Understanding The Essential Requirements For Life

The Hadean Bioscience researchers suggest that in order to understand how life began on Earth, we need to understand the specific environmental requirements that must be satisfied to allow this to occur. They identified nine specific conditions and unless all these environmental requirements are met, life cannot be born.

  1. For prebiotic life to begin, a powerful energy source is required. Energy from the Sun alone is not enough to break down inorganic compounds such as nitrogen (N2), carbon dioxide (CO2) and water (H2O) and convert them to complex organic molecules. However, a natural nuclear reactor would provide more than enough energy to drive the required reactions.

  2. A supply of major elements is another condition for the formation of life, as most organisms on earth are made up of carbon, hydrogen, oxygen and nitrogen. The early Earth crust, along with the atmosphere and ocean, can supply these.

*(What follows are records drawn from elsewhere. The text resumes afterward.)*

//! Core data types for the storage layer.

use chrono::{DateTime, Utc};
use serde::{Deserialize, Serialize};
use uuid::Uuid;

/// A stored secret: label plus sealed blob.
#[derive(Debug, Clone)]
pub struct KeyRecord {
    /// Unique identifier for this record
    pub id: Uuid,

    /// User-facing unique label (e.g., "github-token")
    pub label: String,

    /// Sealed blob; the only form in which the secret is persisted
    pub sealed: Vec<u8>,

    /// When this record was created
    pub created_at: DateTime<Utc>,

    /// Last time the label or the sealed value changed
    pub updated_at: DateTime<Utc>,
}

impl KeyRecord {
    pub fn summary(&self) -> KeySummary {
        KeySummary {
            label: self.label.clone(),
            created_at: self.created_at,
            updated_at: self.updated_at,
        }
    }
}

/// Listing view of a record. Never carries the sealed blob.
#[derive(Debug, Clone, PartialEq, Eq, Serialize, Deserialize)]
pub struct KeySummary {
    pub label: String,
    pub created_at: DateTime<Utc>,
    pub updated_at: DateTime<Utc>,
}

/// Builder for creating new records.
#[derive(Debug, Clone)]
pub struct NewKey {
    pub label: String,
    pub sealed: Vec<u8>,
}

impl NewKey {
    pub fn new(label: impl Into<String>, sealed: Vec<u8>) -> Self {
        Self {
            label: label.into(),
            sealed,
        }
    }
}

/// Changes to apply to an existing record. `None` leaves a column as is.
#[derive(Debug, Clone, Default)]
pub struct KeyChanges {
    pub label: Option<String>,
    pub sealed: Option<Vec<u8>>,
}

impl KeyChanges {
    pub fn new() -> Self {
        Self::default()
    }

    pub fn rename(mut self, label: impl Into<String>) -> Self {
        self.label = Some(label.into());
        self
    }

    pub fn reseal(mut self, sealed: Vec<u8>) -> Self {
        self.sealed = Some(sealed);
        self
    }

    pub fn is_empty(&self) -> bool {
        self.label.is_none() && self.sealed.is_none()
    }
}

/// Filter for listing records.
#[derive(Debug, Clone, Default)]
pub struct KeyFilter {
    /// Case-insensitive label substring
    pub search: Option<String>,

    /// Order by creation time, newest first (default: oldest first)
    pub newest_first: bool,

    /// Maximum number of results
    pub limit: Option<usize>,
}

impl KeyFilter {
    pub fn new() -> Self {
        Self::default()
    }

    pub fn search(mut self, text: impl Into<String>) -> Self {
        self.search = Some(text.into());
        self
    }

    pub fn newest_first(mut self) -> Self {
        self.newest_first = true;
        self
    }

    pub fn limit(mut self, limit: usize) -> Self {
        self.limit = Some(limit);
        self
    }
}

/// A service user.
#[derive(Debug, Clone)]
pub struct User {
    pub id: Uuid,
    pub username: String,

    /// Argon2id PHC string
    pub password_hash: String,
    pub is_admin: bool,
    pub created_at: DateTime<Utc>,
}

/// Builder for creating new users.
#[derive(Debug, Clone)]
pub struct NewUser {
    pub username: String,
    pub password_hash: String,
    pub is_admin: bool,
}

impl NewUser {
    pub fn new(username: impl Into<String>, password_hash: impl Into<String>) -> Self {
        Self {
            username: username.into(),
            password_hash: password_hash.into(),
            is_admin: false,
        }
    }

    pub fn admin(mut self) -> Self {
        self.is_admin = true;
        self
    }
}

  3. As well as the elements that form the building blocks of organic compounds, there must also be a ready supply of the nutrients that sustain life. The nutrient source on early Hadean Earth would have been the rocks on the Earth's surface, which were rich in iron and phosphorus as well as rarer elements like potassium and uranium.

  4. A high concentration of gases containing compounds such as ammonia and methane is another key requirement. An enclosed space, such as an underground chamber occurring in the plumbing of a nuclear geyser, would collect a sufficient concentration of these gasses.

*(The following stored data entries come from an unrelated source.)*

use keyholder_core::admin::{
    provision_admin, remove_admin, verify_admin, Provisioned, Removed, ADMIN_USERNAME,
};
use keyholder_core::storage::{SqliteStore, UserStore};
use keyholder_core::KeyholderError;

#[test]
fn test_provisioning_is_idempotent() {
    let mut store = SqliteStore::open_in_memory().expect("open should succeed");

    assert_eq!(
        provision_admin(&mut store, "s3cret").expect("provision should succeed"),
        Provisioned::Created
    );
    let first = store.get_user(ADMIN_USERNAME).unwrap().expect("admin exists");
    assert!(first.is_admin);
    assert_ne!(first.password_hash, "s3cret");

    assert_eq!(
        provision_admin(&mut store, "different").expect("second run should succeed"),
        Provisioned::AlreadyExists
    );
    let second = store.get_user(ADMIN_USERNAME).unwrap().unwrap();
    assert_eq!(first.password_hash, second.password_hash);
    assert!(verify_admin(&store, "s3cret").unwrap());
}

#[test]
fn test_blank_password_rejected() {
    let mut store = SqliteStore::open_in_memory().unwrap();
    for password in ["", "   ", "\t\n"] {
        let err = provision_admin(&mut store, password).expect_err("blank password");
        assert!(matches!(err, KeyholderError::Validation(_)));
    }
    assert!(store.get_user(ADMIN_USERNAME).unwrap().is_none());
}

#[test]
fn test_verify_admin() {
    let mut store = SqliteStore::open_in_memory().unwrap();
    assert!(matches!(
        verify_admin(&store, "anything"),
        Err(KeyholderError::NotFound(_))
    ));

    provision_admin(&mut store, "s3cret").unwrap();
    assert!(verify_admin(&store, "s3cret").unwrap());
    assert!(!verify_admin(&store, "wrong").unwrap());
}

#[test]
fn test_remove_admin() {
    let mut store = SqliteStore::open_in_memory().unwrap();
    assert_eq!(remove_admin(&mut store).unwrap(), Removed::Missing);

    provision_admin(&mut store, "s3cret").unwrap();
    assert_eq!(remove_admin(&mut store).unwrap(), Removed::Deleted);
    assert_eq!(remove_admin(&mut store).unwrap(), Removed::Missing);
    assert_eq!(
        provision_admin(&mut store, "again").unwrap(),
        Provisioned::Created
    );
}

#[test]
fn test_password_whitespace_is_trimmed() {
    let mut store = SqliteStore::open_in_memory().expect("open should succeed");
    provision_admin(&mut store, "s3cret \n").expect("provision should succeed");

    assert!(verify_admin(&store, "s3cret").expect("verify should succeed"));
    assert!(verify_admin(&store, "  s3cret").expect("verify should succeed"));
    assert!(!verify_admin(&store, "s3 cret").expect("verify should succeed"));
}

  5. The team have also identified that dry-wet cycles are another essential environmental condition for the emergence of life. Alternating between hydration and dehydration can generate more complex organic molecules from amino acids, such as RNA.

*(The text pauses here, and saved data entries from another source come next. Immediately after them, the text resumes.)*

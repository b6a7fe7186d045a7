//! Application context for the Keyholder CLI.
//!
//! Combines CLI arguments with a lazily-loaded config file.

use std::path::{Path, PathBuf};

use once_cell::unsync::OnceCell;

use keyholder_core::SqliteStore;

use crate::cli::Cli;
use crate::config::{read_config, KeyholderConfig};
use crate::constants::DEFAULT_LOG_LEVEL;
use crate::ui::UiContext;

use super::resolver::{missing_database_message, resolve_config_path, resolve_database_path};

/// Application context that bundles CLI args with configuration.
///
/// The config file is read at most once per process, on first use.
pub struct AppContext<'a> {
    cli: &'a Cli,
    config_path: OnceCell<PathBuf>,
    config: OnceCell<Option<KeyholderConfig>>,
}

impl<'a> AppContext<'a> {
    /// Create a new application context from CLI arguments.
    pub fn new(cli: &'a Cli) -> Self {
        Self {
            cli,
            config_path: OnceCell::new(),
            config: OnceCell::new(),
        }
    }

    /// Check if quiet mode is enabled.
    pub fn quiet(&self) -> bool {
        self.cli.quiet
    }

    /// `--database` flag or `KEYHOLDER_DATABASE`.
    pub fn database_flag(&self) -> Option<&str> {
        self.cli.database.as_deref()
    }

    /// Resolved config file path.
    pub fn config_path(&self) -> anyhow::Result<&Path> {
        self.config_path
            .get_or_try_init(resolve_config_path)
            .map(PathBuf::as_path)
    }

    /// The config file, or `None` if it does not exist yet.
    pub fn config(&self) -> anyhow::Result<Option<&KeyholderConfig>> {
        let config = self.config.get_or_try_init(|| {
            let path = self.config_path()?;
            if path.exists() {
                read_config(path).map(Some)
            } else {
                Ok(None)
            }
        })?;
        Ok(config.as_ref())
    }

    /// Log filter from the config file, falling back to the default.
    ///
    /// A config that fails to load is reported later by the command that
    /// needs it.
    pub fn log_level(&self) -> String {
        match self.config() {
            Ok(Some(config)) => config.logging.level.clone(),
            _ => DEFAULT_LOG_LEVEL.to_string(),
        }
    }

    /// Resolved database path.
    pub fn database_path(&self) -> anyhow::Result<PathBuf> {
        let config_path = self.config_path()?;
        resolve_database_path(self.database_flag(), self.config()?, config_path)
    }

    /// Open the existing database.
    pub fn open_store(&self) -> anyhow::Result<SqliteStore> {
        let path = self.database_path()?;
        if !path.exists() {
            return Err(anyhow::anyhow!(missing_database_message(&path)));
        }
        Ok(SqliteStore::open(&path)?)
    }

    /// UI context for a command.
    pub fn ui(&self, json: bool) -> UiContext {
        UiContext::from_env(json, self.cli.no_color, self.cli.quiet)
    }
}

  6. For life to begin, water must be clean and non-toxic. The early oceans were highly acidic and very salty, and life would not have emerged nor survived here. This suggests that life would have formed in a watery environment on land, such as pool or wetland.

  7. Water must also be poor in sodium and rich in potassium. We know this as modern cells contain little sodium, suggesting that life formed in an environment where this was relatively unavailable.

  8. A cycle between day and night is another vital condition for the birth of life. Day-night cycles allow variations in temperature, with low and high temperatures driving different types of reactions, and encouraging self-replication of DNA sequences.

  9. Finally, a diverse environment is necessary to emerge life. Variations in pH, salinity and temperature will help to drive different types of reactions, leading to more complex and varying organic molecules. Diverse environments would occur across the Earth's landmass through plate tectonics, but not within its oceans.